Politica

Ventura admite recorrer ao TC se nomes propostos à vice-presidência da AR forem chumbados

À saída da conferência de líderes no Parlamento, o presidente do Chega apontou aos jornalistas que o caso "não é só uma questão legal", mas também "constitucional". 


O líder do Chega, André Ventura, disse, esta quarta-feira, que a possível reprovação de Diogo Pacheco de Amorim para a vice-presidência da Assembleia da República é um “boicote não a um nome, mas a um partido". Caso o nome do deputado do Chega seja reprovado, o Chega irá apresentar um segundo nome e "caso seja chumbado" o partido vai recorrer ao Tribunal Constitucional, afirmou Ventura. 

À saída da conferência de líderes no Parlamento, o presidente do Chega apontou aos jornalistas que o caso "não é só uma questão legal", mas também "constitucional". 

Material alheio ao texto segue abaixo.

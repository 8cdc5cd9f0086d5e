//! Imagery source abstraction.
//!
//! An [`ImageSource`] answers "which scenes cover this box" and resolves a
//! chosen scene into per-band [`FetchDescriptor`]s. Catalog protocols (STAC,
//! Earth Engine, M2M) live behind this trait; the pipeline only reads the
//! cloud-cover score, the optional footprint and the descriptors.
use std::time::Duration;

use chrono::NaiveDate;
use serde::{Deserialize, Serialize};
use thiserror::Error;
use tracing::debug;

use crate::core::geo::BoundingBox;
use crate::types::{QualityFilter, TimeRange};

pub mod catalog;

pub use catalog::{CatalogScene, StaticCatalog};

/// Errors reported by catalogs and raw transfers.
#[derive(Debug, Clone, Error)]
pub enum ProviderError {
    #[error("rate limited by provider")]
    RateLimited { retry_after: Option<Duration> },

    #[error("request timed out: {0}")]
    Timeout(String),

    #[error("not found: {0}")]
    NotFound(String),

    #[error("rejected by provider: {0}")]
    Rejected(String),

    #[error("HTTP error: {0}")]
    Http(String),

    #[error("I/O error: {0}")]
    Io(String),
}

impl ProviderError {
    /// Waiting can fix these; everything else is permanent.
    pub fn is_retryable(&self) -> bool {
        matches!(
            self,
            ProviderError::RateLimited { .. } | ProviderError::Timeout(_)
        )
    }
}

impl From<std::io::Error> for ProviderError {
    fn from(e: std::io::Error) -> Self {
        ProviderError::Io(e.to_string())
    }
}

/// Something retrievable: one band asset of one scene.
#[derive(Debug, Clone, PartialEq, Eq, Serialize, Deserialize)]
pub struct FetchDescriptor {
    /// Band name (e.g. `B04`); `None` for single-asset scenes.
    pub band: Option<String>,
    pub url: String,
}

/// A discovered scene or composite.
#[derive(Debug, Clone, PartialEq, Serialize, Deserialize)]
pub struct ImageHandle {
    pub id: String,
    /// Cloud cover percentage; lower is better.
    pub cloud_cover: f64,
    pub acquired: Option<NaiveDate>,
    pub platform: Option<String>,
    pub footprint: Option<BoundingBox>,
    pub assets: Vec<FetchDescriptor>,
}

pub trait ImageSource: Send + Sync {
    fn name(&self) -> &str;

    /// Candidate scenes intersecting `bbox` within `time_range`, in catalog order.
    fn search(
        &self,
        bbox: &BoundingBox,
        time_range: &TimeRange,
        filter: &QualityFilter,
    ) -> Result<Vec<ImageHandle>, ProviderError>;

    /// Resolve a handle into downloadable descriptors, one per band asset.
    /// Adapters that need URL signing override this.
    fn fetch_descriptors(
        &self,
        handle: &ImageHandle,
    ) -> Result<Vec<FetchDescriptor>, ProviderError> {
        Ok(handle.assets.clone())
    }
}

/// Pick the best candidate for `tile`: drop scenes outside the cloud-cover
/// bounds or whose footprint covers too little of the tile, then take the
/// lowest cloud cover. Ties keep the first-seen scene.
pub fn select_best<'a>(
    candidates: &'a [ImageHandle],
    tile: &BoundingBox,
    filter: &QualityFilter,
) -> Option<&'a ImageHandle> {
    let mut best: Option<&ImageHandle> = None;
    for handle in candidates {
        if !handle.cloud_cover.is_finite() || !filter.accepts_cloud_cover(handle.cloud_cover) {
            debug!(
                "Scene {} rejected: cloud cover {}",
                handle.id, handle.cloud_cover
            );
            continue;
        }
        if let Some(footprint) = handle.footprint {
            let coverage = tile.coverage_by(&footprint);
            if coverage < filter.min_footprint_coverage {
                debug!(
                    "Scene {} rejected: covers {:.0}% of tile",
                    handle.id,
                    coverage * 100.0
                );
                continue;
            }
        }
        match best {
            Some(current) if current.cloud_cover <= handle.cloud_cover => {}
            _ => best = Some(handle),
        }
    }
    best
}

/// Keep only the requested bands, in the requested order. An empty request keeps all.
pub fn filter_bands(
    descriptors: Vec<FetchDescriptor>,
    bands: &[String],
) -> Result<Vec<FetchDescriptor>, ProviderError> {
    if bands.is_empty() {
        return Ok(descriptors);
    }
    bands
        .iter()
        .map(|band| {
            descriptors
                .iter()
                .find(|d| d.band.as_deref() == Some(band.as_str()))
                .cloned()
                .ok_or_else(|| ProviderError::NotFound(format!("band asset {}", band)))
        })
        .collect()
}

"A Constituição deixa claro que cada um dos quatro grandes partidos da Assembleia tenham o seu vice-presidente. Tomámos a decisão de, se isso acontecer [chumbo do nome de Diogo Pacheco Amorim], nós, na primeira sessão vamos imediatamente apresentar outro nome para vice-presidente da Assembleia e, caso esse nome seja também chumbado, e se mantenha uma atitude de boicote, vamos recorrer ao Tribunal Constitucional para fazer valer a Constituição", sublinhou André Ventura, ao notar que o que está em causa é a "Assembleia querer distorcer uma norma constitucional, que os quatro partidos tenham representação”, frisando que este será um "direito de que o Chega não vai abdicar". 

Questionado sobre a possibilidade de o Regimento funcionar apenas com metade dos órgãos eleitos, Ventura considera isso uma "hipocrisia política".

"O que eu ouvi aqui na Assembleia a vida toda é que a Constituição é superior ao Regimento", salientou o líder, ao dizer: "Agora parece que o Regimento é superior à Constituição. É curioso, quando chega ao Chega, a Constituição já não vale nada. Quando é para vetar as iniciativas do Chega, a coisa mais sagrada que há no mundo é a Constituição". 

O Regimento da Assembleia da República define que "cada um dos quatro maiores grupos parlamentares propõe um vice-presidente" para a mesa do parlamento, sendo necessária "maioria absoluta dos votos dos deputados em efetividade de funções" para que o candidato em questão seja eleito.

Segundo o Regimento, quando o presidente da Assembleia da República e metade dos restantes membros da mesa estiverem eleitos - no que se refere às vice-presidências, duas das quatro -, considera-se atingido o quórum necessário para o seu funcionamento.

André Ventura anunciou na semana passada que irá propor o deputado Diogo Pacheco de Amorim para a vice-presidência da Assembleia da República, justificando que o candidato tem provas dadas de "presença democrática".

Na terça-feira, uma fonte do Bloco de Esquerda confirmou à agência Lusa que os deputados bloquistas vão votar contra o nome proposto pelo Chega, assumindo assim no parlamento português a mesma posição tomada no Parlamento Europeu, em 2007, relativamente à extrema-direita.